Smartphone Freedom for All: Petitioned

iPhones in Palo Alto, California.

Photograph by David Paul Morris/Bloomberg

iPhones in Palo Alto, California.

They may not be tackling immigration reform.

They may not be untangling the Byzantine federal tax code.

But they are unlocking our cell phones.

Congress, deadlocked for many months over federal spending, taxes and debt, agreed on one thing today: Smartphone owners should be able to unlock their devices — switching wireless carriers after their service contracts expire — with a simple software code.

And President Barack Obama, who hasn’t gotten to sign much legislation lately, is ready to sign this bipartisan bill.

“Last year,” the president said in a statement issued by the White House today, “in response to a `We the People’ petition from consumers across our country, my administration called for allowing Americans to use their phones or mobile devices on any network they choose. ”

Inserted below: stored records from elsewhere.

//! Error types for the embfile library.

use std::path::PathBuf;
use thiserror::Error;

/// Maximum number of missing words listed in a [`Error::KeyNotFound`] message.
pub const MISSING_WORDS_SHOWN: usize = 20;

/// Top-level error type for embfile operations.
#[derive(Error, Debug)]
pub enum Error {
    /// A resource was used in a state that doesn't allow the operation
    /// (e.g. a closed reader, or a vector requested before any word was read).
    #[error("illegal state: {0}")]
    IllegalState(String),

    /// The file content is malformed or corrupted.
    #[error("bad embedding file: {0}")]
    BadFile(String),

    /// One or more required words are not in the file.
    #[error("{count} words are missing: {}", list_sample(.sample, .count))]
    KeyNotFound {
        /// Total number of missing words.
        count: usize,
        /// The first few missing words.
        sample: Vec<String>,
    },

    /// Invalid combination of arguments.
    #[error("invalid argument: {0}")]
    Argument(String),

    /// The output file already exists and overwriting was not requested.
    #[error("file already exists: {}", .0.display())]
    FileAlreadyExists(PathBuf),

    /// The input file doesn't exist.
    #[error("file not found: {}", .0.display())]
    FileNotFound(PathBuf),

    /// Index outside of `[-len, len)`.
    #[error("index {index} out of range for a vocabulary of {len} words")]
    IndexOutOfRange { index: i64, len: usize },

    /// I/O errors.
    #[error("I/O error: {0}")]
    Io(#[from] std::io::Error),

    /// Metadata (de)serialization errors.
    #[error("metadata error: {0}")]
    Json(#[from] serde_json::Error),
}

impl Error {
    /// Build a [`Error::KeyNotFound`] from the complete set of missing words.
    pub fn missing<'a, I>(words: I) -> Self
    where
        I: IntoIterator<Item = &'a String>,
    {
        let mut count = 0;
        let mut sample = Vec::new();
        for word in words {
            if sample.len() < MISSING_WORDS_SHOWN {
                sample.push(word.clone());
            }
            count += 1;
        }
        Error::KeyNotFound { count, sample }
    }

    pub(crate) fn closed(what: &str) -> Self {
        Error::IllegalState(format!("attempted to use a closed {}", what))
    }
}

fn list_sample(sample: &[String], count: &usize) -> String {
    let mut listed = sample.join(", ");
    if *count > sample.len() {
        listed.push_str("...");
    }
    listed
}

/// Result type for embfile operations.
pub type Result<T> = std::result::Result<T, Error>;
use std::sync::Arc;

use cardbox_store::{CardStore, InMemoryCardStore, PostgresCardStore};

#[tokio::main]
async fn main() {
    cardbox_observability::init();

    let store: Arc<dyn CardStore> = match std::env::var("DATABASE_URL") {
        Ok(url) => {
            let pool = sqlx::PgPool::connect(&url)
                .await
                .expect("failed to connect to postgres");
            let store = PostgresCardStore::new(pool);
            store
                .ensure_schema()
                .await
                .expect("failed to prepare cards table");
            Arc::new(store)
        }
        Err(_) => {
            tracing::warn!("DATABASE_URL not set; using in-memory store (records are not durable)");
            Arc::new(InMemoryCardStore::new())
        }
    };

    let app = cardbox_api::app::build_app(store);

    let addr = std::env::var("BIND_ADDR").unwrap_or_else(|_| "0.0.0.0:8080".to_string());
    let listener = tokio::net::TcpListener::bind(&addr)
        .await
        .unwrap_or_else(|e| panic!("failed to bind {addr}: {e}"));

    tracing::info!("listening on {}", listener.local_addr().unwrap());

    axum::serve(listener, app).await.unwrap();
}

More than 114,000 people signed this petition.

And big wireless carriers — Verizon and AT&T — said in December that they’d let consumers unlock — after Federal Communications Commission Chairman Tom Wheeler said the agency would write regulations if the industry didn’t act.

A Senate bill passed the House today without a recorded vote.

“The bill Congress passed today is another step toward giving ordinary Americans more flexibility and choice,” Obama said in his statement, “so that they can find a cell phone carrier that meets their needs and their budget. ”

So what if 114,000 people sent in a petition for immigration or tax reform? Just a thought.